Nie sposób jednak nie zauważyć, że idee Republikanów wyraźnie pokrywają się z tymi, które przyjął Jarosław Gowin. Widoczna jest także analogia z "Projektem Bytom", który opiera swoją działalność na skupianiu i angażowaniu bytomian w sprawy miasta. Nawiązana niedawno współpraca jest więc zdaniem posła naturalną, by nie rzec, niezbędną koleją rzeczy. Bez wsparcia i zaangażowania lokalnych inicjatyw nie uda się skutecznie działać na szczeblu centralnym.
Zapytany o przyszłość planowanej partii polityk odpowiedział, że będzie ona funkcjonować równolegle ze stowarzyszeniem. Mimo podkreślanych w mediach niezgodności pomiędzy Jarosławem Gowinem i Przemysławem Wiplerem w kwestii koncentrowania się na wyborach do Europarlamentu lub samorządowych, poseł podkreśla, że inicjatywa nie może pozwolić sobie na odpuszczenie tych pierwszych. Jego zdaniem to szansa na sprawdzenie swojego poparcia i droga do przyszłych wyborów samorządowych. Zyskując równocześnie kolejnych zwolenników inicjatywa będzie działać tak, by docelowo dostać się do Rządu.
Z punktu widzenia nadchodzących wyborów samorządowych, decyzja "Projektu Bytom" jest bardzo odważna. Partia jeszcze nie powstała, a deklaracja o „przyglądaniu się z sympatią” inicjatywie Jarosława Gowina zdaje się być nieco ryzykowna. Lider Projektu zapewnia jednak, że decyzja ta jest przemyślana.

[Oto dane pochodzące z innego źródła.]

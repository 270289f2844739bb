//! Inbound requests and the replay log.
//!
//! A `Request` is everything a participant can ask of a match. Requests are
//! plain data: the engine validates and applies them, and every accepted
//! one is appended to the match's [`ReplayLog`] as a [`RequestRecord`].
//!
//! ## Wire form
//!
//! Requests are externally tagged with camelCase names and fields:
//!
//! ```
//! use hex_tactics::core::Request;
//!
//! let req: Request = serde_json::from_str(r#"{"move":{"id":"P1","toTile":"H1"}}"#).unwrap();
//! assert!(matches!(req, Request::Move { .. }));
//!
//! let end: Request = serde_json::from_str(r#""endTurn""#).unwrap();
//! assert_eq!(end, Request::EndTurn);
//! ```

use serde::{Deserialize, Serialize};

use crate::board::TileId;

use super::entity::{CharacterId, ParticipantId, RoomId};
use super::state::MatchMode;

/// A resource card.
#[derive(Clone, Copy, Debug, PartialEq, Eq, Hash, PartialOrd, Ord, Serialize, Deserialize)]
pub enum CardKind {
    Fireball,
    Entangle,
    Cleanse,
    IronSkin,
    InvisibilityPotion,
    Scope,
    Siphon,
    Sprint,
    SideStep,
    Dash,
    Blink,
    Wall,
    Shatter,
    BlossomWall,
    Teleport,
}

impl CardKind {
    /// Key into the cost table.
    #[must_use]
    pub const fn cost_key(self) -> &'static str {
        match self {
            CardKind::BlossomWall => "HealingPetal",
            other => other.wire_name(),
        }
    }

    /// Name as sent in `cardPlayed` / `cardRevealed`.
    #[must_use]
    pub const fn wire_name(self) -> &'static str {
        match self {
            CardKind::Fireball => "Fireball",
            CardKind::Entangle => "Entangle",
            CardKind::Cleanse => "Cleanse",
            CardKind::IronSkin => "IronSkin",
            CardKind::InvisibilityPotion => "InvisibilityPotion",
            CardKind::Scope => "Scope",
            CardKind::Siphon => "Siphon",
            CardKind::Sprint => "Sprint",
            CardKind::SideStep => "SideStep",
            CardKind::Dash => "Dash",
            CardKind::Blink => "Blink",
            CardKind::Wall => "Wall",
            CardKind::Shatter => "Shatter",
            CardKind::BlossomWall => "BlossomWall",
            CardKind::Teleport => "Teleport",
        }
    }

    /// Name recorded as the side's last discard.
    #[must_use]
    pub const fn display_name(self) -> &'static str {
        match self {
            CardKind::SideStep => "Side Step",
            CardKind::InvisibilityPotion => "Invisibility Potion",
            CardKind::IronSkin => "Iron Skin",
            CardKind::BlossomWall => "Blossom Wall",
            other => other.wire_name(),
        }
    }
}

impl std::fmt::Display for CardKind {
    fn fmt(&self, f: &mut std::fmt::Formatter<'_>) -> std::fmt::Result {
        f.write_str(self.wire_name())
    }
}

/// A participant's request to a match.
#[derive(Clone, Debug, PartialEq, Eq, Serialize, Deserialize)]
#[serde(rename_all = "camelCase")]
pub enum Request {
    /// Enter a room, optionally with hero picks in slot order (Tank, DPS, DPS, Support).
    #[serde(rename_all = "camelCase")]
    Join {
        room: RoomId,
        #[serde(default)]
        name: Option<String>,
        #[serde(default)]
        heroes: Vec<String>,
        #[serde(default)]
        mode: Option<MatchMode>,
    },

    #[serde(rename_all = "camelCase")]
    Move { id: CharacterId, to_tile: TileId },

    #[serde(rename_all = "camelCase")]
    UsePrimary { source_id: CharacterId, target_id: Option<CharacterId> },

    #[serde(rename_all = "camelCase")]
    UseSpecial {
        source_id: CharacterId,
        #[serde(default)]
        target_id: Option<CharacterId>,
        #[serde(default)]
        center_tile: Option<TileId>,
    },

    #[serde(rename_all = "camelCase")]
    PlayCard {
        #[serde(rename = "type")]
        card: CardKind,
        #[serde(default)]
        tile: Option<TileId>,
        #[serde(default)]
        source_id: Option<CharacterId>,
        #[serde(default)]
        to_tile: Option<TileId>,
        #[serde(default)]
        target_id: Option<CharacterId>,
    },

    RevealCard {
        #[serde(rename = "type")]
        card: CardKind,
    },

    EndTurn,
}

impl Request {
    /// Short name for logs.
    #[must_use]
    pub fn name(&self) -> &'static str {
        match self {
            Request::Join { .. } => "join",
            Request::Move { .. } => "move",
            Request::UsePrimary { .. } => "usePrimary",
            Request::UseSpecial { .. } => "useSpecial",
            Request::PlayCard { .. } => "playCard",
            Request::RevealCard { .. } => "revealCard",
            Request::EndTurn => "endTurn",
        }
    }

    /// Bare card play with no optional fields.
    #[must_use]
    pub fn card(card: CardKind) -> Self {
        Request::PlayCard { card, tile: None, source_id: None, to_tile: None, target_id: None }
    }
}

/// An accepted request with its position in match history.
#[derive(Clone, Debug, PartialEq, Eq, Serialize, Deserialize)]
pub struct RequestRecord {
    pub from: ParticipantId,
    pub request: Request,
    /// Match round when the request was accepted.
    pub round: u32,
    /// Position in the log.
    pub sequence: u32,
}

impl RequestRecord {
    #[must_use]
    pub fn new(from: ParticipantId, request: Request, round: u32, sequence: u32) -> Self {
        Self { from, request, round, sequence }
    }
}

/// Accepted requests of one match, in order, with the seed that reproduces it.
#[derive(Clone, Debug, Default, PartialEq, Eq, Serialize, Deserialize)]
pub struct ReplayLog {
    pub seed: u64,
    pub records: Vec<RequestRecord>,
}

impl ReplayLog {
    #[must_use]
    pub fn new(seed: u64) -> Self {
        Self { seed, records: Vec::new() }
    }

    /// Append a record, numbering it.
    pub fn push(&mut self, from: ParticipantId, request: Request, round: u32) {
        let sequence = self.records.len() as u32;
        self.records.push(RequestRecord::new(from, request, round, sequence));
    }

    #[must_use]
    pub fn len(&self) -> usize {
        self.records.len()
    }

    #[must_use]
    pub fn is_empty(&self) -> bool {
        self.records.is_empty()
    }

    pub fn to_bytes(&self) -> bincode::Result<Vec<u8>> {
        bincode::serialize(self)
    }

    pub fn from_bytes(bytes: &[u8]) -> bincode::Result<Self> {
        bincode::deserialize(bytes)
    }
}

- Nasz krok jest odważny, ale wynika z przekonania o słuszności inicjatywy. O poparciu dla działań Jarosława Gowina zadecydował wspólnie cały "Projekt Bytom". Dla mnie działania polityka są także swego rodzaju powrotem do korzeni PO. Osobiście popieram inicjatywę i na pewno pomogę w jej realizacji. Nie uważam jednak, żeby przenoszenie dużych partii i ich poglądów na lokalny grunt było niezbędne do działania na rzecz lokalnej społeczności – mówi Tomasz Chojnacki.
Zapytany o to czy zamierza startować w wyborach samorządowych z poparciem Jarosława Gowina lider Projektu mówi:
- Nie jestem w stanie odpowiedzieć na to pytanie. Nie wiem w jakim kierunku rozwinie się inicjatywa, więc trudno mi już teraz wyrokować. Jestem jednak pewien jednak, że w stosownym czasie decyzję podejmiemy wspólnie – cały "Projekt Bytom".
Zapytaliśmy także o to czy Projekt nie obawia się popierania inicjatywy o niejasnym póki co kształcie. Działalność z dużą partią sprawi, że będzie z nią zawsze wiązany, a przecież partii... jeszcze nie ma. Tomasz Chojnacki podkreślał jednak, że popiera inicjatywę w obecnym kształcie. Sama partia ma powstać z kolei dopiero w 2015 roku, czyli po wyborach samorządowych.